Roughly the same order of magnitude. Snowflake with credits on a small warehouse runs $200 to $500 per month for similar volumes. Redshift starts cheaper for tiny volumes but scales worse. BigQuery's advantage is the on-demand pricing that keeps small-warehouse costs near zero. Pick based on your team's SQL preferences; all three handle DTC volumes fine.
Can I skip dbt to save the $100/mo?
dbt-core self-hosted is free. The $100 is dbt Cloud's managed scheduler and UI. For a single-developer warehouse, dbt Cloud's value is in the scheduling, testing, and version history. If you have a data engineer who wants to run dbt on Airflow or Dagster, skip Cloud. For most mid-market DTC teams, $100 for dbt Cloud is a fair price for the stability.
What about Hex, Metabase, or other BI tools on top?
Looker Studio is free and covers 80 percent of the DTC BI need at this scale. Metabase Cloud is $85/mo and has nicer drill-down and collection management. Hex is $24 per developer per month and unlocks notebook-plus-dashboard workflows. Most brands add one of these when Looker Studio's limitations show up; all three are legitimate graduations.
How do I budget for the build if I am hiring a fractional?
Assume $50K to $80K for the initial build on a single-store Shopify brand, delivered over 8 to 10 weeks. Multi-store, headless, subscription, or custom-checkout brands push that range up. The recurring infrastructure lands at $800 to $1,500 per month regardless of build complexity; complexity eats build time, not ongoing run-rate.
What if I want to start smaller?
Native Klaviyo connector + Shopify's Plus BigQuery connector (if you have Plus) + dbt-core + Looker Studio.
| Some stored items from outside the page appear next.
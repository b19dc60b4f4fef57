//! Runtime configuration
//!
//! Values come from the process environment, optionally seeded from layered
//! env files: a project-local `.env`, then `/etc/support-desk/env`, then the
//! user's `~/.config/support-desk/env`. Only the user file overrides values
//! that are already set.

use crate::delivery::Pacing;
use std::fmt;
use std::path::{Path, PathBuf};
use std::time::Duration;
use thiserror::Error;

pub const DEFAULT_MODEL: &str = "gpt-5-nano-2025-08-07";
pub const DEFAULT_BASE_URL: &str = "https://api.openai.com/v1/chat/completions";
const DEFAULT_TIMEOUT_SECS: u64 = 120;
const APP_DIR: &str = "support-desk";

pub const API_KEY_VAR: &str = "OPENAI_API_KEY";
pub const ORGANIZATION_VAR: &str = "OPENAI_ORGANIZATION";
const MODEL_VAR: &str = "SUPPORT_DESK_MODEL";
const BASE_URL_VAR: &str = "SUPPORT_DESK_BASE_URL";
pub const TIMEOUT_VAR: &str = "SUPPORT_DESK_TIMEOUT_SECS";
const FRAGMENT_DELAY_VAR: &str = "SUPPORT_DESK_FRAGMENT_DELAY_MS";
const INITIAL_DELAY_VAR: &str = "SUPPORT_DESK_INITIAL_DELAY_MS";
const DEMO_VAR: &str = "SUPPORT_DESK_DEMO";

#[derive(Debug, Error)]
pub enum ConfigError {
    #[error("{0} is not set")]
    MissingCredential(&'static str),

    #[error("Invalid value for {key}: {message}")]
    Invalid { key: &'static str, message: String },

    #[error("Failed to load env file {}: {source}", path.display())]
    EnvFile {
        path: PathBuf,
        #[source]
        source: dotenvy::Error,
    },
}

// ============================================================================
// Credentials
// ============================================================================

/// API key plus optional organization, validated at construction
#[derive(Clone)]
pub struct Credentials {
    api_key: String,
    organization: Option<String>,
}

impl Credentials {
    pub fn new(
        api_key: impl Into<String>,
        organization: Option<String>,
    ) -> Result<Self, ConfigError> {
        let api_key = api_key.into().trim().to_string();
        if api_key.is_empty() {
            return Err(ConfigError::MissingCredential(API_KEY_VAR));
        }
        let organization = organization
            .map(|org| org.trim().to_string())
            .filter(|org| !org.is_empty());
        Ok(Self {
            api_key,
            organization,
        })
    }

    pub fn api_key(&self) -> &str {
        &self.api_key
    }

    pub fn organization(&self) -> Option<&str> {
        self.organization.as_deref()
    }
}

impl fmt::Debug for Credentials {
    fn fmt(&self, f: &mut fmt::Formatter<'_>) -> fmt::Result {
        f.debug_struct("Credentials")
            .field("api_key", &"<redacted>")
            .field("organization", &self.organization)
            .finish()
    }
}

// ============================================================================
// Support Config
// ============================================================================

#[derive(Debug, Clone)]
pub struct SupportConfig {
    pub api_key: Option<String>,
    pub organization: Option<String>,
    pub model: String,
    pub base_url: String,
    pub request_timeout: Duration,
    pub pacing: Pacing,
    /// Use the offline scripted client instead of the remote service
    pub demo: bool,
}

impl Default for SupportConfig {
    fn default() -> Self {
        Self {
            api_key: None,
            organization: None,
            model: DEFAULT_MODEL.to_string(),
            base_url: DEFAULT_BASE_URL.to_string(),
            request_timeout: Duration::from_secs(DEFAULT_TIMEOUT_SECS),
            pacing: Pacing::default(),
            demo: false,
        }
    }
}

impl SupportConfig {
    /// Read configuration from the process environment
    pub fn from_env() -> Result<Self, ConfigError> {
        Self::from_lookup(|key| std::env::var(key).ok())
    }

    /// Build configuration from any key lookup; blank values count as unset
    pub fn from_lookup<F>(lookup: F) -> Result<Self, ConfigError>
    where
        F: Fn(&str) -> Option<String>,
    {
        let get = |key: &str| {
            lookup(key)
                .map(|value| value.trim().to_string())
                .filter(|value| !value.is_empty())
        };
        let defaults = Self::default();

        let request_timeout = match get(TIMEOUT_VAR) {
            Some(value) => match parse_u64(TIMEOUT_VAR, &value)? {
                0 => {
                    return Err(ConfigError::Invalid {
                        key: TIMEOUT_VAR,
                        message: "must be at least 1 second".to_string(),
                    })
                }
                secs => Duration::from_secs(secs),
            },
            None => defaults.request_timeout,
        };

        let initial_delay = get(INITIAL_DELAY_VAR)
            .map(|value| parse_u64(INITIAL_DELAY_VAR, &value).map(Duration::from_millis))
            .transpose()?
            .unwrap_or(defaults.pacing.initial_delay);
        let fragment_delay = get(FRAGMENT_DELAY_VAR)
            .map(|value| parse_u64(FRAGMENT_DELAY_VAR, &value).map(Duration::from_millis))
            .transpose()?
            .unwrap_or(defaults.pacing.fragment_delay);

        Ok(Self {
            api_key: get(API_KEY_VAR),
            organization: get(ORGANIZATION_VAR),
            model: get(MODEL_VAR).unwrap_or(defaults.model),
            base_url: get(BASE_URL_VAR).unwrap_or(defaults.base_url),
            request_timeout,
            pacing: Pacing::new(initial_delay, fragment_delay),
            demo: get(DEMO_VAR).is_some_and(|value| is_truthy(&value)),
        })
    }

    /// Credentials for the remote service; fails fast when the key is absent
    pub fn credentials(&self) -> Result<Credentials, ConfigError> {
        let api_key = self
            .api_key
            .clone()
            .ok_or(ConfigError::MissingCredential(API_KEY_VAR))?;
        Credentials::new(api_key, self.organization.clone())
    }
}

fn parse_u64(key: &'static str, value: &str) -> Result<u64, ConfigError> {
    value.parse().map_err(|e| ConfigError::Invalid {
        key,
        message: format!("expected a whole number, got {value:?} ({e})"),
    })
}

fn is_truthy(value: &str) -> bool {
    matches!(
        value.to_ascii_lowercase().as_str(),
        "1" | "true" | "yes" | "on"
    )
}

// ============================================================================
// Env Files
// ============================================================================

/// One env file in the lookup order
#[derive(Debug, Clone, PartialEq, Eq)]
struct EnvLayer {
    path: PathBuf,
    override_existing: bool,
}

impl EnvLayer {
    /// Load the file into the process environment; `Ok(false)` when it is absent
    fn load(&self) -> Result<bool, ConfigError> {
        if !self.path.is_file() {
            return Ok(false);
        }

        let result = if self.override_existing {
            dotenvy::from_path_override(&self.path)
        } else {
            dotenvy::from_path(&self.path)
        };

        result.map(|()| true).map_err(|source| ConfigError::EnvFile {
            path: self.path.clone(),
            source,
        })
    }
}

fn env_layers(home: Option<&Path>) -> Vec<EnvLayer> {
    let mut layers = vec![
        EnvLayer {
            path: PathBuf::from(".env"),
            override_existing: false,
        },
        EnvLayer {
            path: Path::new("/etc").join(APP_DIR).join("env"),
            override_existing: false,
        },
    ];
    if let Some(home) = home {
        layers.push(EnvLayer {
            path: home.join(".config").join(APP_DIR).join("env"),
            override_existing: true,
        });
    }
    layers
}

/// What happened to each env layer.
///
/// Files are read before tracing is installed, so the outcome is collected
/// here and logged by the caller once a subscriber exists.
#[derive(Debug, Default)]
pub struct EnvReport {
    pub loaded: Vec<PathBuf>,
    pub absent: Vec<PathBuf>,
    pub skipped: Vec<ConfigError>,
}

impl EnvReport {
    pub fn log(&self) {
        for path in &self.absent {
            tracing::debug!(path = %path.display(), "Env file not present");
        }
        for path in &self.loaded {
            tracing::debug!(path = %path.display(), "Env file applied");
        }
        for error in &self.skipped {
            tracing::warn!(error = %error, "Skipping env file");
        }
    }
}

/// Load the layered env files into the process environment
pub fn load_env_files() -> EnvReport {
    let home = std::env::var_os("HOME").map(PathBuf::from);
    load_layers(&env_layers(home.as_deref()))
}

fn load_layers(layers: &[EnvLayer]) -> EnvReport {
    let mut report = EnvReport::default();
    for layer in layers {
        match layer.load() {
            Ok(true) => report.loaded.push(layer.path.clone()),
            Ok(false) => report.absent.push(layer.path.clone()),
            Err(e) => report.skipped.push(e),
        }
    }
    report
}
Total: ~$5 per month in BigQuery storage. Tradeoff is you miss Meta, Google Ads, and a GA4 server-side feed. Fine for a brand that just wants Shopify + email in one place. Not enough for attribution modeling or unified dashboards.
What to try this week
Export last month's Fivetran invoice (or equivalent) and break it out by source. For most brands, one or two connectors account for 70+ percent of the spend. If Klaviyo or Meta is the outsized line, that is where the Klaviyo to warehouse ETL alternatives or a DIY Meta connector would earn their keep.
If you do not have a warehouse yet and are scoping one, a DTC Stack Audit is the fastest way to figure out whether you need a full rebuild or a targeted patch.
Sources and specifics
- Pricing numbers are from April 2026 vendor pricing pages: fivetran.com/pricing, airbyte.com/pricing, dbt-labs.com/pricing, cloud.google.com/bigquery/pricing.
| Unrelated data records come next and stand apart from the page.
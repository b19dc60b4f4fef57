//! Support Desk - terminal customer support assistant
//!
//! A conversation state machine drives a structured-completion service
//! through identity capture, confirmation and request handling, while replies
//! stream to the terminal at a steady pace.

mod bridge;
mod config;
mod delivery;
mod format;
mod llm;
mod state_machine;
#[cfg(test)]
mod testing;

use bridge::{BridgeError, ShutdownOutcome, TaskBridge};
use config::SupportConfig;
use delivery::{PresentationSink, SinkError, Status};
use format::Fragment;
use llm::{CompletionClient, LoggingClient, OpenAiClient, ScriptedClient};
use state_machine::support::{support_registry, WELCOME_MESSAGE};
use state_machine::Engine;
use std::io::{self, BufRead, Write};
use std::sync::Arc;
use std::time::Duration;
use tracing_subscriber::{fmt, layer::SubscriberExt, util::SubscriberInitExt, EnvFilter};

/// How long shutdown waits for an in-flight turn before detaching
const SHUTDOWN_TIMEOUT: Duration = Duration::from_secs(5);

fn main() -> Result<(), Box<dyn std::error::Error>> {
    // Env files may set RUST_LOG, so they load first and are reported once tracing is up
    let env_report = config::load_env_files();
    init_tracing();
    env_report.log();

    let config = SupportConfig::from_env()?;
    let client: Arc<dyn CompletionClient> = if config.demo {
        tracing::info!("Demo mode, using scripted replies");
        Arc::new(ScriptedClient::new())
    } else {
        Arc::new(OpenAiClient::new(config.credentials()?, &config)?)
    };
    let client = Arc::new(LoggingClient::new(client));
    tracing::info!(model = %client.model_id(), "Completion client ready");

    let engine = Engine::new(support_registry()?, client);
    let (bridge, mut presenter) = TaskBridge::start(engine, config.pacing)?;
    let mut sink = TerminalSink::new(io::stdout());

    bridge.announce(WELCOME_MESSAGE)?;
    presenter.pump_until_idle(&mut sink)?;

    let result = run_shell(&bridge, &mut presenter, &mut sink, io::stdin().lock());

    match bridge.shutdown(SHUTDOWN_TIMEOUT) {
        ShutdownOutcome::Joined => {}
        ShutdownOutcome::Detached => tracing::warn!("Exiting with a turn still in flight"),
    }
    result
}

fn init_tracing() {
    let filter =
        EnvFilter::try_from_default_env().unwrap_or_else(|_| EnvFilter::new("support_desk=info"));
    let json = std::env::var("SUPPORT_DESK_LOG_JSON")
        .is_ok_and(|value| matches!(value.trim(), "1" | "true" | "TRUE" | "yes"));

    let registry = tracing_subscriber::registry().with(filter);
    if json {
        registry
            .with(
                fmt::layer()
                    .json()
                    .with_current_span(false)
                    .with_span_list(false)
                    .with_writer(io::stderr),
            )
            .init();
    } else {
        registry.with(fmt::layer().with_writer(io::stderr)).init();
    }
}

/// Read a line, submit it, stream the reply; stop at END or EOF
fn run_shell<R: BufRead>(
    bridge: &TaskBridge,
    presenter: &mut bridge::Presenter,
    sink: &mut TerminalSink<impl Write>,
    mut input: R,
) -> Result<(), Box<dyn std::error::Error>> {
    let mut line = String::new();
    loop {
        sink.prompt()?;
        line.clear();
        if input.read_line(&mut line)? == 0 {
            tracing::debug!("End of input");
            return Ok(());
        }
        let text = line.trim();
        if text.is_empty() {
            continue;
        }

        let handle = match bridge.submit(text) {
            Ok(handle) => handle,
            Err(e @ BridgeError::Busy) => {
                sink.report_error(e.user_reply());
                continue;
            }
            Err(e) => return Err(e.into()),
        };

        tracing::debug!(task_id = handle.id(), "Streaming reply");
        presenter.pump_until_idle(sink)?;
        match handle.wait() {
            Ok(turn) if turn.next_state.is_terminal() => return Ok(()),
            Ok(_) => {}
            Err(BridgeError::Engine(e)) if e.is_fatal() => return Err(e.into()),
            Err(BridgeError::Engine(e)) => tracing::debug!(error = %e, "Turn failed"),
            Err(e) => return Err(e.into()),
        }
    }
}

// ============================================================================
// Terminal Sink
// ============================================================================

/// Writes paced fragments to a terminal
struct TerminalSink<W: Write> {
    out: W,
    at_line_start: bool,
}

impl<W: Write> TerminalSink<W> {
    fn new(out: W) -> Self {
        Self {
            out,
            at_line_start: true,
        }
    }

    fn prompt(&mut self) -> io::Result<()> {
        write!(self.out, "\nYou: ")?;
        self.out.flush()
    }
}

impl<W: Write> PresentationSink for TerminalSink<W> {
    fn begin(&mut self, _raw: &str) -> Result<(), SinkError> {
        write!(self.out, "\nAssistant: ")?;
        self.at_line_start = true;
        self.out.flush()?;
        Ok(())
    }

    fn append(&mut self, fragment: &Fragment) -> Result<(), SinkError> {
        match fragment {
            Fragment::Text(text) => {
                if !self.at_line_start {
                    write!(self.out, " ")?;
                }
                write!(self.out, "{text}")?;
                self.at_line_start = false;
            }
            Fragment::Break => {
                writeln!(self.out)?;
                self.at_line_start = true;
            }
        }
        self.out.flush()?;
        Ok(())
    }

    fn finalize(&mut self) -> Result<(), SinkError> {
        writeln!(self.out)?;
        self.at_line_start = true;
        self.out.flush()?;
        Ok(())
    }

    fn report_error(&mut self, message: &str) {
        if writeln!(self.out, "\n[error] {message}").is_err() {
            tracing::error!(message, "Failed to write error to terminal");
        }
    }

    fn status(&mut self, status: Status) {
        if status == Status::Thinking {
            // Best effort; the reply itself reports write failures
            let _ = writeln!(self.out, "({})", status.label());
        } else {
            tracing::debug!(status = status.label(), "Status");
        }
    }
}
- Monthly active rows numbers are from real invoices on brands I have shipped warehouses for; your mileage varies with sync cadence and schema choices.
- The 7-to-9-week build estimate assumes a single data engineer working full-time; calendar time stretches with part-time engagement.
- Pattern drawn from the Q1 2026 analytics engine case study, where a similar-scope warehouse shipped on a comparable budget.